### AIM OF THE TASK
Everything in the listing below from the line containing "filename src/error.rs" through the line containing "are user errors." must be repeated exactly; the remaining lines are not wanted.

##############################

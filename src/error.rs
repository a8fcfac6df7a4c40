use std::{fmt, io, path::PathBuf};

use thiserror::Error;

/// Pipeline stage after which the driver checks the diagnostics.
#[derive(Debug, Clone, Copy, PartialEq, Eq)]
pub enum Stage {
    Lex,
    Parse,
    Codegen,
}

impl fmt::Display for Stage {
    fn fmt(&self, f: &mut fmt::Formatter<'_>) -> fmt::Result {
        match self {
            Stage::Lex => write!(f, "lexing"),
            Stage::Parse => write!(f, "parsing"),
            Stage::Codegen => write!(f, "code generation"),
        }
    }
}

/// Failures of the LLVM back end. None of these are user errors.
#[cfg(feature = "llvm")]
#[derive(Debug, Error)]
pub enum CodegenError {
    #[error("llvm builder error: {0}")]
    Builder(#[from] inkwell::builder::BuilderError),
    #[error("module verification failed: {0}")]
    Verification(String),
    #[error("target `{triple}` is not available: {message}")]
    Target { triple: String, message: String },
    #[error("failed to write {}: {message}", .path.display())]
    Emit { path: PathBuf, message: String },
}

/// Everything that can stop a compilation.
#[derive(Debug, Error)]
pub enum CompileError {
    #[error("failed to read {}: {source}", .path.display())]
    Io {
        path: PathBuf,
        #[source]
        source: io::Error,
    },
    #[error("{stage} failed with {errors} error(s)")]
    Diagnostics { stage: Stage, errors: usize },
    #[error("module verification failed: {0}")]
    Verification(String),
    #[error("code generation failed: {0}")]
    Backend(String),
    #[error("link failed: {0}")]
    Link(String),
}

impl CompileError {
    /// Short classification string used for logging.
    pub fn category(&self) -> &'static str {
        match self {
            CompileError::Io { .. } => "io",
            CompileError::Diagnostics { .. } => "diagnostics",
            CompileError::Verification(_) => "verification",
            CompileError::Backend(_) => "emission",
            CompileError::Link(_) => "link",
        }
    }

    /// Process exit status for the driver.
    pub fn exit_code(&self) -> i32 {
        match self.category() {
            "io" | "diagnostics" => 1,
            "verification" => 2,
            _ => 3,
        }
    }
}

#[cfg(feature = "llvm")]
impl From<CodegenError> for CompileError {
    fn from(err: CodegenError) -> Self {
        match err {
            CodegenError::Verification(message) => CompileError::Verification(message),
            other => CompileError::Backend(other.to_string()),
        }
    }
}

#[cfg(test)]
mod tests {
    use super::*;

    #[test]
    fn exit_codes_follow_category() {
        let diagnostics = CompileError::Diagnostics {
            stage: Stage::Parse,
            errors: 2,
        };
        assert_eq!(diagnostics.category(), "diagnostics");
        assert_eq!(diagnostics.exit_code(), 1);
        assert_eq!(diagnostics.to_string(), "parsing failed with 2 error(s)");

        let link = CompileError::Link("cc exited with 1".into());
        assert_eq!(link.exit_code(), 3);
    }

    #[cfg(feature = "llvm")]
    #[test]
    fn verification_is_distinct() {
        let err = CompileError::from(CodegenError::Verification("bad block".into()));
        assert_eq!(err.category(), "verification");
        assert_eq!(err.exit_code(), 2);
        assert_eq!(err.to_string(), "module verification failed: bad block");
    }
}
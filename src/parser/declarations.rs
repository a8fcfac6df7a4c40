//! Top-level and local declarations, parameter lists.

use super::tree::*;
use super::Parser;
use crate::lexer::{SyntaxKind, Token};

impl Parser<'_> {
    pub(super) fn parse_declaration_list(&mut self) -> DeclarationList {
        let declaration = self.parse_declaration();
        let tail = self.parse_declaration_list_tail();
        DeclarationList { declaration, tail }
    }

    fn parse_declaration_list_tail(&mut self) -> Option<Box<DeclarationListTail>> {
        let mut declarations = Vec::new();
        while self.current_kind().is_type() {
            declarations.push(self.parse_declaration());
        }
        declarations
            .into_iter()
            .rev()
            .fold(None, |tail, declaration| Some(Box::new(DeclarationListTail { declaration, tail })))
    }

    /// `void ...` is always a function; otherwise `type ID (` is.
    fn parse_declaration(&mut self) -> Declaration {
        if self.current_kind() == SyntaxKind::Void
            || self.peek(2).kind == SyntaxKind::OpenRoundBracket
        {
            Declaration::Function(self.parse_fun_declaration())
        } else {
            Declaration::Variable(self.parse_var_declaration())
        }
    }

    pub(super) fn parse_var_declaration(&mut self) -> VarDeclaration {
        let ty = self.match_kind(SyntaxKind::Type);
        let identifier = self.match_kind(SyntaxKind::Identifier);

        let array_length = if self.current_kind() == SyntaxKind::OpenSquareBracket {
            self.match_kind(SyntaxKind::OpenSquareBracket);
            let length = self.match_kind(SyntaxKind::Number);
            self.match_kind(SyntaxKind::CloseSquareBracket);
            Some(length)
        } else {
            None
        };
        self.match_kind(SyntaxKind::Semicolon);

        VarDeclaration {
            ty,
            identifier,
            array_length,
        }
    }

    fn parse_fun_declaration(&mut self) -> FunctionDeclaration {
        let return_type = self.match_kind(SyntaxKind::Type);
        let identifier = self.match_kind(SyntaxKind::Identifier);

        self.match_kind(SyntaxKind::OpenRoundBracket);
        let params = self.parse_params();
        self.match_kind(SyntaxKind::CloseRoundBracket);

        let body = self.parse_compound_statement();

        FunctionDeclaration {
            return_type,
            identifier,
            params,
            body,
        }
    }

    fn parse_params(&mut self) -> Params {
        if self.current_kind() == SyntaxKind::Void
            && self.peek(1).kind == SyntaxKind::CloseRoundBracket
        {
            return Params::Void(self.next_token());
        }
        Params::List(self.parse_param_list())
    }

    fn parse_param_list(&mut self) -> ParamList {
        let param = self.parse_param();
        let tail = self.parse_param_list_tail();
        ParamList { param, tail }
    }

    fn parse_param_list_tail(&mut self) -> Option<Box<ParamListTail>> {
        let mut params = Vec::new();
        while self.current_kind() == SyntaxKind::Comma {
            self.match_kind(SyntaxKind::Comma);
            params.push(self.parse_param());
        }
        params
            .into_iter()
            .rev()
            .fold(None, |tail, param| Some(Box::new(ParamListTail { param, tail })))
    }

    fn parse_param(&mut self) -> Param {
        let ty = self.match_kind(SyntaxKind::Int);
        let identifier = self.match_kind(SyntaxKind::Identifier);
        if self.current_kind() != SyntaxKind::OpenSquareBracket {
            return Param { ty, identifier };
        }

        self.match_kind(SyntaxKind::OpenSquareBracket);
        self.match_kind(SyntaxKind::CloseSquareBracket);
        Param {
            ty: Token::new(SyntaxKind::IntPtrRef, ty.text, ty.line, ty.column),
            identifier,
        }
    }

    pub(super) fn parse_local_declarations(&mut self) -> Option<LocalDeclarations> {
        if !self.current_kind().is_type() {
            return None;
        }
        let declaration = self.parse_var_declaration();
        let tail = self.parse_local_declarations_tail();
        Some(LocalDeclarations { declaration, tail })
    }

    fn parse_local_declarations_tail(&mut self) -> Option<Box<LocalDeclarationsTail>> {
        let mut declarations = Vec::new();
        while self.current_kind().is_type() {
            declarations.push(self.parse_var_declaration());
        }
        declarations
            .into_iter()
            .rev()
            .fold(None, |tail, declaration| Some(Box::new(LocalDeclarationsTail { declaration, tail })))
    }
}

##############################

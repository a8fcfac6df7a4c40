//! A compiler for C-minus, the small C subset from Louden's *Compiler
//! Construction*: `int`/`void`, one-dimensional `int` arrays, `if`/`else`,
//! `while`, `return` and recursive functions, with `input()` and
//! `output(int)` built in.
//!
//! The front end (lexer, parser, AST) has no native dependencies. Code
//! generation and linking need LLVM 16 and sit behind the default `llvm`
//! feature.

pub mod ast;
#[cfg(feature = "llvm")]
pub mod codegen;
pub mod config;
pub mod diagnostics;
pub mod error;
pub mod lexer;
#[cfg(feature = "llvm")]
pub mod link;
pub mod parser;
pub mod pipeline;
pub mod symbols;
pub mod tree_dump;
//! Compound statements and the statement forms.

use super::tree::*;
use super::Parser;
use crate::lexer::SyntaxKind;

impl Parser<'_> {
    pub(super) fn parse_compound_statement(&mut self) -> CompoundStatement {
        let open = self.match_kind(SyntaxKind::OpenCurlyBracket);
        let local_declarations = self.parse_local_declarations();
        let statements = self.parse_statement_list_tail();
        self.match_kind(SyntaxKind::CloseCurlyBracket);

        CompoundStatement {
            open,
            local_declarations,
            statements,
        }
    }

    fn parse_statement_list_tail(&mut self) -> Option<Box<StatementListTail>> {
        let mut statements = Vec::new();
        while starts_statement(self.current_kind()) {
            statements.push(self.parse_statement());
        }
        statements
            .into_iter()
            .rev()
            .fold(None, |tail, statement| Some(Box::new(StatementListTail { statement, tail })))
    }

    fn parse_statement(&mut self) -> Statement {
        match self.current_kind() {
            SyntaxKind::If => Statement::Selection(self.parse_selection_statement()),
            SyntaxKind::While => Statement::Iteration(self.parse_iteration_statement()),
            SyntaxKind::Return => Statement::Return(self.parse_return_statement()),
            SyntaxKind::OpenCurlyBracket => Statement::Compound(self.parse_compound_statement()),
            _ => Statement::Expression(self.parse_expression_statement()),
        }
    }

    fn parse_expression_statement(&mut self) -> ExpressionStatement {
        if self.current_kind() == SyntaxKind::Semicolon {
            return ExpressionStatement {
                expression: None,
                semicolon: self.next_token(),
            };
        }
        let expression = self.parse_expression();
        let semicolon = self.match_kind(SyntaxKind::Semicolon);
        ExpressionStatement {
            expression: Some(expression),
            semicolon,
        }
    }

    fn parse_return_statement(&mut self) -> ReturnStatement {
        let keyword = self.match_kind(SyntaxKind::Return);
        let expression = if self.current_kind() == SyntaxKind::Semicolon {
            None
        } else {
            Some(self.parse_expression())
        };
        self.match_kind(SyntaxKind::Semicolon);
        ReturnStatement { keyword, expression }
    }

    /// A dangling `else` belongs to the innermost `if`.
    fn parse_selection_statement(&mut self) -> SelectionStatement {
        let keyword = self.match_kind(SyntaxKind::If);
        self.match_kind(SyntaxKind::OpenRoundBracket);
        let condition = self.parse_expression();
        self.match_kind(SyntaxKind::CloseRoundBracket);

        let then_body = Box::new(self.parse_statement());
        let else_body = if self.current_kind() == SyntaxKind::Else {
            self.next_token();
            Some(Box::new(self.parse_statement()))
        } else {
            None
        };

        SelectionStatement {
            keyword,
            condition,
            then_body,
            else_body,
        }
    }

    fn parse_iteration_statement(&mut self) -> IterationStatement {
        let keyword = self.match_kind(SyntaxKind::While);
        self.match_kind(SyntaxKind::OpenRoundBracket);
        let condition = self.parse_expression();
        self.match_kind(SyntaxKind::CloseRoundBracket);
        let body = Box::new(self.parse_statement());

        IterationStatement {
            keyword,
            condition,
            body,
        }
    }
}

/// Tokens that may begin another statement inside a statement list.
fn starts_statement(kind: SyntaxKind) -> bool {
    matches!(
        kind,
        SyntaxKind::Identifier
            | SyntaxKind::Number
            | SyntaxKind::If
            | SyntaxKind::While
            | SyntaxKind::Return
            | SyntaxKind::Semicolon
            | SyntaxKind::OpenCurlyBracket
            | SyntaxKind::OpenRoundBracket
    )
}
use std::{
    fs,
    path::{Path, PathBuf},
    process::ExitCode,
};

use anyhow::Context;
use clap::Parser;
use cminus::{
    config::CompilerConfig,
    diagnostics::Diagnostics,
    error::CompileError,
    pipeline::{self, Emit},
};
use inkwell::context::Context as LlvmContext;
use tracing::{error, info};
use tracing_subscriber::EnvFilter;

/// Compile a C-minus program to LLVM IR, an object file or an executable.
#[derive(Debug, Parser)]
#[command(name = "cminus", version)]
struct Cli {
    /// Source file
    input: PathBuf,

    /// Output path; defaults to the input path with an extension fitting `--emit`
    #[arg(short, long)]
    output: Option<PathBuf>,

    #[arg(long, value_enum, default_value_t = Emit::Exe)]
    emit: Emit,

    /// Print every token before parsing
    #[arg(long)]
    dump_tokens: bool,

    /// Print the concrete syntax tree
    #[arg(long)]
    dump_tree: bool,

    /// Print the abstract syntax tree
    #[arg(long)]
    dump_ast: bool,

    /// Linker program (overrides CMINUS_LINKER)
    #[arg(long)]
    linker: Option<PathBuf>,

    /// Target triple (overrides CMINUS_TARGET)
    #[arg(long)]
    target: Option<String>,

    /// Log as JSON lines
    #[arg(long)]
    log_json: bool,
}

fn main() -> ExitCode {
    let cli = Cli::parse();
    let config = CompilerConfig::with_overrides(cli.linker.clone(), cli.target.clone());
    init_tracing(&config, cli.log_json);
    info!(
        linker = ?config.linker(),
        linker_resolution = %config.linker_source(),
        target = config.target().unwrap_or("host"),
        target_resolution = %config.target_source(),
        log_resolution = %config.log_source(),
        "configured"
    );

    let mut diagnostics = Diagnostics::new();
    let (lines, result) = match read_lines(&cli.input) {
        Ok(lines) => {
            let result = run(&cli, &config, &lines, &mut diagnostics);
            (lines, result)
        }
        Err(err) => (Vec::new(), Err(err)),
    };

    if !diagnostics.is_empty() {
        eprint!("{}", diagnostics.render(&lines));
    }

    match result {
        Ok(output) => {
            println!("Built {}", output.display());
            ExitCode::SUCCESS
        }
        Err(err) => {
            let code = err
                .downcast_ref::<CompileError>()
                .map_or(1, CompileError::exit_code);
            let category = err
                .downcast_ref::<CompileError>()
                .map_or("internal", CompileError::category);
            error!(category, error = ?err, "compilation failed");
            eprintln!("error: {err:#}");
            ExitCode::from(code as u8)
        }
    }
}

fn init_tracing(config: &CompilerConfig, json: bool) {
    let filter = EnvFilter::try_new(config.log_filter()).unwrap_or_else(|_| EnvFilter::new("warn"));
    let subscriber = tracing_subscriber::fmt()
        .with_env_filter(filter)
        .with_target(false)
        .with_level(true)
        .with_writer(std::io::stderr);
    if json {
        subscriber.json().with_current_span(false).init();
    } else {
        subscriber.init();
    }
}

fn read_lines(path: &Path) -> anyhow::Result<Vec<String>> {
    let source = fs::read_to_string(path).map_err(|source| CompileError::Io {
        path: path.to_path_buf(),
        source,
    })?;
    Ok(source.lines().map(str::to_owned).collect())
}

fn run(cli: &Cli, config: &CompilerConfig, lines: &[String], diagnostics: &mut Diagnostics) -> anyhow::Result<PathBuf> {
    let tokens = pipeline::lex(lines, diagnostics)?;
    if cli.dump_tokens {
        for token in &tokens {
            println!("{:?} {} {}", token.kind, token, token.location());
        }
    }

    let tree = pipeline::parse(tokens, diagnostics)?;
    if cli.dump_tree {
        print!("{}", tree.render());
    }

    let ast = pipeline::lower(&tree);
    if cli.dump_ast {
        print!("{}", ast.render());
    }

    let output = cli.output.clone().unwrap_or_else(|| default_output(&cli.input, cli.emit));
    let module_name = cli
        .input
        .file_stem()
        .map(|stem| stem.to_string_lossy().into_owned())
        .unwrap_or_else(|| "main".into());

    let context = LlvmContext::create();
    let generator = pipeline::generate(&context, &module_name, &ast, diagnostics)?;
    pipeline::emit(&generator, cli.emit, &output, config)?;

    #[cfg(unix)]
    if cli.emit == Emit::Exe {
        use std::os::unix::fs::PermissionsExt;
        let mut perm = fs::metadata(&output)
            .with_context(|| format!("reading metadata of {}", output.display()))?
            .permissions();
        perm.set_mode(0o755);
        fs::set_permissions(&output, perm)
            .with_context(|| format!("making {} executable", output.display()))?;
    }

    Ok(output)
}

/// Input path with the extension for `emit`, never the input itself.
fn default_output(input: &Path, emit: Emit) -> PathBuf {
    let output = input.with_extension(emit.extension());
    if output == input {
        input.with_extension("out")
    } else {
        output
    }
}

##############################

### EXERCISE OUTPUT
filename src/error.rs
repository a8fcfac6df7a4c40
use std::{fmt, io, path::PathBuf};

use thiserror::Error;

/// Pipeline stage after which the driver checks the diagnostics.
#[derive(Debug, Clone, Copy, PartialEq, Eq)]
pub enum Stage {
    Lex,
    Parse,
    Codegen,
}

impl fmt::Display for Stage {
    fn fmt(&self, f: &mut fmt::Formatter<'_>) -> fmt::Result {
        match self {
            Stage::Lex => write!(f, "lexing"),
            Stage::Parse => write!(f, "parsing"),
            Stage::Codegen => write!(f, "code generation"),
        }
    }
}

/// Failures of the LLVM back end. None of these are user errors.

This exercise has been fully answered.